On peut avancer deux arguments principaux. Le cancer est à l’origine de 150 000 morts par an, soit plus du quart des décès recensés chaque année. L’assurance maladie y consacre 11 % des montants remboursés. Les plans précédents ont permis une coordination des moyens mis en œuvre, pour prévenir, détecter, traiter ce tueur de masse. Cette politique comme défi de santé publique ou tragédie individuelle est applaudie par nos voisins européens. Au cours des quinze dernières années le cancer est devenu une maladie chronique grâce aux avancées diagnostiques et thérapeutiques. Malgré celles-ci, la part du cancer dans les dépenses de l’assurance maladie a peu progressé. Mais cet équilibre est précaire.
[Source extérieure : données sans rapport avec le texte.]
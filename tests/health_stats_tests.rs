//! Integration tests for health stats module.
//!
//! These tests verify that HealthStats tracks poll cycles, failures and
//! HTTP requests, and that the rendered table carries every section.

use alertsite_exporter::health_stats::HealthStats;
use std::sync::atomic::Ordering;
use std::sync::Arc;

#[test]
fn test_health_stats_initialize_empty() {
    let stats = HealthStats::new();

    let (cd_cur, cd_avg, _, _, cd_count) = stats.cycle_duration_seconds.snapshot();
    assert_eq!(cd_count, 0);
    assert_eq!(cd_cur, 0.0);
    assert_eq!(cd_avg, 0.0);

    assert_eq!(stats.total_cycles.load(Ordering::Relaxed), 0);
    assert_eq!(stats.token_failures.load(Ordering::Relaxed), 0);
    assert!(stats.since_last_success().is_none());
    assert_eq!(stats.get_last_success_time_str(), "N/A");
    // No cycles yet counts as healthy.
    assert_eq!(stats.get_cycle_success_rate(), 100.0);
}

#[test]
fn test_health_stats_recording_methods() {
    let stats = HealthStats::new();

    stats.record_cycle(0.8, 12, true);
    stats.record_cycle(1.2, 10, false);
    let (cd_cur, cd_avg, cd_max, cd_min, cd_count) = stats.cycle_duration_seconds.snapshot();
    assert_eq!(cd_count, 2);
    assert_eq!(cd_cur, 1.2);
    assert!((cd_avg - 1.0).abs() < 1e-9);
    assert_eq!(cd_max, 1.2);
    assert_eq!(cd_min, 0.8);

    let (te_cur, _, te_max, _, _) = stats.targets_exported.snapshot();
    assert_eq!(te_cur, 10.0);
    assert_eq!(te_max, 12.0);

    assert_eq!(stats.total_cycles.load(Ordering::Relaxed), 2);
    assert_eq!(stats.cycle_success_count.load(Ordering::Relaxed), 1);
    assert_eq!(stats.cycle_failure_count.load(Ordering::Relaxed), 1);
    assert_eq!(stats.get_cycle_success_rate(), 50.0);
    assert!(stats.since_last_success().is_some());

    stats.record_token_failure();
    stats.record_token_rejection();
    stats.record_region_failure();
    stats.record_region_failure();
    stats.record_render_failure();
    stats.record_cycle_panic();
    stats.record_publish();
    assert_eq!(stats.token_failures.load(Ordering::Relaxed), 1);
    assert_eq!(stats.token_rejections.load(Ordering::Relaxed), 1);
    assert_eq!(stats.region_failures.load(Ordering::Relaxed), 2);
    assert_eq!(stats.render_failures.load(Ordering::Relaxed), 1);
    assert_eq!(stats.cycle_panics.load(Ordering::Relaxed), 1);
    assert_eq!(stats.publish_count.load(Ordering::Relaxed), 1);

    stats.record_http_request();
    stats.record_http_request();
    stats.record_metrics_endpoint_call();
    assert_eq!(stats.http_request_timestamps.count_last_minute(), 2);
    assert_eq!(stats.metrics_endpoint_calls.load(Ordering::Relaxed), 1);
}

#[test]
fn test_health_stats_render_table_contains_sections() {
    let stats = Arc::new(HealthStats::new());
    stats.record_cycle(0.5, 7, true);
    stats.record_region_failure();
    stats.record_http_request();

    let output = stats.render_table();

    for section in ["POLL CYCLES", "ERRORS", "HTTP SERVER"] {
        assert!(output.contains(section), "Should contain {section} section");
    }
    for metric in [
        "cycle_duration (s)",
        "targets_exported",
        "total_cycles",
        "cycle_success_rate (%)",
        "snapshots_published",
        "last_successful_cycle",
        "token_failures",
        "region_failures",
        "cycle_panics",
        "requests_last_minute",
        "metrics_endpoint_calls",
    ] {
        assert!(output.contains(metric), "Should contain {metric} metric");
    }
    assert!(output.contains("UTC"), "Last success time should be rendered");
}

#[test]
fn test_health_stats_concurrent_updates() {
    let stats = Arc::new(HealthStats::new());
    let handles: Vec<_> = (0..8)
        .map(|_| {
            let stats = stats.clone();
            std::thread::spawn(move || {
                for _ in 0..100 {
                    stats.record_cycle(0.1, 1, true);
                    stats.record_http_request();
                }
            })
        })
        .collect();
    for h in handles {
        h.join().unwrap();
    }

    assert_eq!(stats.total_cycles.load(Ordering::Relaxed), 800);
    let (_, _, _, _, count) = stats.cycle_duration_seconds.snapshot();
    assert_eq!(count, 800);
    assert_eq!(stats.http_request_timestamps.count_last_minute(), 800);
}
Et peut céder sous le poids des multiples innovations annoncées. Jusqu’à quel moment va-t-on suivre le progrès dont on a terriblement besoin, puisque l’enjeu c’est la vie. D’où la nécessité d’une évaluation rigoureuse, loyale qui ne fasse l’objet d’aucune suspicion. Ce qui n’est plus le cas aujourd’hui où le dispositif est reconnu comme imparfait. Comme le dit le Pr Joseph Gligorov (hôpital Tenon, Paris), il faut repenser le cancer dans toutes ses dimensions. Mais il faut aussi repenser le système. D’où l’enjeu d’un nouveau plan.
Certes de nombreuses avancées ont été réalisées. Pourquoi ne pas consacrer ces moyens à d’autres pathologies ?
Bien sûr, mais les autres pathologies ne soulèvent pas les mêmes défis. On a rappelé les chiffres de la mortalité. On pourrait avoir un plan maladies cardio-vasculaires. Mais se produirait une dilution extrême des moyens du fait de la grande diversité des pathologies. Quant au diabète, il bénéficie d’une prise en charge convenable. Dans le même temps se produit un démantèlement complet de l’entité cancer qui n’est pas retrouvé dans les autres maladies. Enfin, nous ne disposons pas d’une vraie politique de santé en France qui inclurait une politique éducative, environnementale, nutritionnelle par exemple. Or l’intérêt d’un plan cancer placé sous l’égide du président de la République est son caractère pluriministériel qui dépasse les seules frontières du ministère de la Santé. Ce qui touche la santé ne commence pas à la porte des cabinets médicaux ou des hôpitaux.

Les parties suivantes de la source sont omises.